Officials from both nations quickly framed the catastrophe as a justification for a broader American military presence in the Philippines.
Two weeks after Haiyan made landfall, Philippine Foreign Affairs Secretary Albert del Rosario said the disaster "demonstrated" the need for US troops in the Philippines. Shortly after, US ambassador Philip Goldberg argued that Haiyan underscored his top priority: to deepen the military relationship between the countries. That argument riled some Filipino legislators. One leftist political advocacy group decried the move as "disaster opportunism at its finest".
US troops already have a small but significant footprint in the Philippines. US special forces have spent the past 12 years in the southern part of the country helping Philippine troops battle Abu Sayyaf and Jemaah Islamiah, Islamic groups with links to al-Qaeda. US troops also participate in frequent military exercises with the Philippine military.
Since President Barack Obama announced his so-called "pivot to Asia", however, the United States has been pushing for greater access to Philippine bases and the right to build exclusive facilities on them - a politically contentious issue that crippled negotiations last October.
The stakes are high: the Philippines needs an ally in its territorial disputes with China, which have been steadily worsening, and the Philippines' century-long military and political relationship with the US makes it a key component of Obama's military rebalancing plans in Asia.
"A failed agreement would send the alliance back to the stone ages," says Ernest Bowers, a senior adviser at the Centre for Strategic and International Studies in Washington, D.C.

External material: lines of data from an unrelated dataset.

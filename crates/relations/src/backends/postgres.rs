//! PostgreSQL Backend Implementation
//!
//! Runs compiled queries over a `sqlx` pool and converts result rows into
//! JSON maps keyed by column name.

use std::sync::Arc;

use async_trait::async_trait;
use serde_json::Value as JsonValue;
use sqlx::postgres::{PgArguments, PgPoolOptions, PgRow};
use sqlx::query::Query;
use sqlx::{Column, PgPool, Postgres, Row as SqlxRow, TypeInfo, ValueRef};
use uuid::Uuid;

use super::core::{DatabaseConnection, Row};
use crate::error::{ModelError, ModelResult};
use crate::query::SqlQuery;

/// PostgreSQL connection over a shared pool
#[derive(Debug, Clone)]
pub struct PostgresConnection {
    pool: Arc<PgPool>,
}

impl PostgresConnection {
    /// Wrap an existing pool
    pub fn new(pool: Arc<PgPool>) -> Self {
        Self { pool }
    }

    /// Connect a new pool
    pub async fn connect(database_url: &str, max_connections: u32) -> ModelResult<Self> {
        if !database_url.starts_with("postgresql://") && !database_url.starts_with("postgres://") {
            return Err(ModelError::Configuration(
                "Invalid PostgreSQL URL scheme".to_string(),
            ));
        }

        let pool = PgPoolOptions::new()
            .max_connections(max_connections)
            .connect(database_url)
            .await
            .map_err(|e| ModelError::Database(format!("Failed to create PostgreSQL pool: {}", e)))?;

        Ok(Self::new(Arc::new(pool)))
    }

    pub fn pool(&self) -> &PgPool {
        &self.pool
    }
}

#[async_trait]
impl DatabaseConnection for PostgresConnection {
    async fn fetch_all(&self, query: &SqlQuery) -> ModelResult<Vec<Row>> {
        let mut prepared = sqlx::query(&query.sql);
        for binding in &query.bindings {
            prepared = bind_json_value(prepared, binding);
        }

        let rows = prepared
            .fetch_all(&*self.pool)
            .await
            .map_err(|e| ModelError::Database(format!("Query fetch failed: {}", e)))?;

        rows.iter().map(row_to_json).collect()
    }

    async fn execute(&self, query: &SqlQuery) -> ModelResult<u64> {
        let mut prepared = sqlx::query(&query.sql);
        for binding in &query.bindings {
            prepared = bind_json_value(prepared, binding);
        }

        let result = prepared
            .execute(&*self.pool)
            .await
            .map_err(|e| ModelError::Database(format!("Query execution failed: {}", e)))?;

        Ok(result.rows_affected())
    }
}

/// Parameter type a JSON binding is sent as
#[derive(Debug, PartialEq)]
enum BindValue<'v> {
    Null,
    Bool(bool),
    Integer(i64),
    Float(f64),
    Uuid(Uuid),
    Text(&'v str),
    Json(&'v JsonValue),
}

impl<'v> BindValue<'v> {
    // UUID-shaped strings bind as uuid
    fn classify(value: &'v JsonValue) -> Self {
        match value {
            JsonValue::Null => BindValue::Null,
            JsonValue::Bool(b) => BindValue::Bool(*b),
            JsonValue::Number(n) => match (n.as_i64(), n.as_f64()) {
                (Some(i), _) => BindValue::Integer(i),
                (None, Some(f)) => BindValue::Float(f),
                (None, None) => BindValue::Json(value),
            },
            JsonValue::String(s) => match Uuid::parse_str(s) {
                Ok(uuid) => BindValue::Uuid(uuid),
                Err(_) => BindValue::Text(s),
            },
            other => BindValue::Json(other),
        }
    }
}

/// Bind a JSON value to a sqlx query
fn bind_json_value<'q>(
    query: Query<'q, Postgres, PgArguments>,
    value: &JsonValue,
) -> Query<'q, Postgres, PgArguments> {
    match BindValue::classify(value) {
        BindValue::Null => query.bind(Option::<String>::None),
        BindValue::Bool(b) => query.bind(b),
        BindValue::Integer(i) => query.bind(i),
        BindValue::Float(f) => query.bind(f),
        BindValue::Uuid(uuid) => query.bind(uuid),
        BindValue::Text(s) => query.bind(s.to_string()),
        BindValue::Json(other) => query.bind(other.clone()),
    }
}

/// Convert a PostgreSQL row into a JSON map
fn row_to_json(row: &PgRow) -> ModelResult<Row> {
    let mut map = Row::new();
    for (index, column) in row.columns().iter().enumerate() {
        map.insert(column.name().to_string(), column_to_json(row, index)?);
    }
    Ok(map)
}

fn column_to_json(row: &PgRow, index: usize) -> ModelResult<JsonValue> {
    let raw = row.try_get_raw(index)?;
    if raw.is_null() {
        return Ok(JsonValue::Null);
    }

    let type_name = row.columns()[index].type_info().name().to_string();
    let value = match type_name.as_str() {
        "BOOL" => JsonValue::Bool(row.try_get(index)?),
        "INT2" => JsonValue::from(row.try_get::<i16, _>(index)?),
        "INT4" => JsonValue::from(row.try_get::<i32, _>(index)?),
        "INT8" => JsonValue::from(row.try_get::<i64, _>(index)?),
        "FLOAT4" => JsonValue::from(row.try_get::<f32, _>(index)? as f64),
        "FLOAT8" => JsonValue::from(row.try_get::<f64, _>(index)?),
        "UUID" => JsonValue::String(row.try_get::<Uuid, _>(index)?.to_string()),
        "TIMESTAMPTZ" => {
            JsonValue::String(row.try_get::<chrono::DateTime<chrono::Utc>, _>(index)?.to_rfc3339())
        }
        "TIMESTAMP" => JsonValue::String(row.try_get::<chrono::NaiveDateTime, _>(index)?.to_string()),
        "DATE" => JsonValue::String(row.try_get::<chrono::NaiveDate, _>(index)?.to_string()),
        "TIME" => JsonValue::String(row.try_get::<chrono::NaiveTime, _>(index)?.to_string()),
        "JSON" | "JSONB" => row.try_get::<JsonValue, _>(index)?,
        _ => {
            // Fallback: try to get as string
            let value: String = row.try_get(index).map_err(|e| {
                ModelError::Database(format!(
                    "Failed to get value as string for unknown type '{}': {}",
                    type_name, e
                ))
            })?;
            JsonValue::String(value)
        }
    };

    Ok(value)
}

But five rounds of talks have yielded little progress on that front. Now, as negotiators are sitting down for a sixth and purportedly final round of negotiations this week, the American response to Haiyan looms large.
"The massive relief operation conducted after Haiyan gave the executive branch a really basic rationale for US military presence - that [the Philippine] armed forces simply don't have the capability for disaster response," says Renato De Castro, a professor of international studies at De La Salle University in Manila.
There's more pressure than ever to reach an agreement ahead of Obama's trip to the Philippines in April. But the issue remains a sensitive one. The Philippine legislature ousted US forces from the country in 1991 over issues of national sovereignty and the public's perception that American troops were above the law, after soldiers were accused of rape and human rights abuses.
Now Philippine law prohibits any foreign military from keeping bases on the islands, although the two countries maintained a strong military relationship. They have drafted new agreements that allow them to work together on Philippine soil without violating current law. At times, this has meant the sharing of military facilities, while carefully ensuring that the Philippine armed forces retain full control of their own bases.
An expanded US military presence, the argument goes, would benefit both sides by bringing substantial humanitarian resources closer to where they are needed, while also having American forces in the area in case of a Chinese provocation in the South China Sea.
"As we are seeing in the Philippines today, our military presence in the region is vital, not only to deter threats and defend allies, but also to provide speedy humanitarian assistance and unmatched disaster response," US National Security Adviser Susan Rice said in November.
More importantly, the decision to shift US military capabilities into the Philippines - and towards the region more broadly - lines up with the Obama administration's highly touted pivot to Asia.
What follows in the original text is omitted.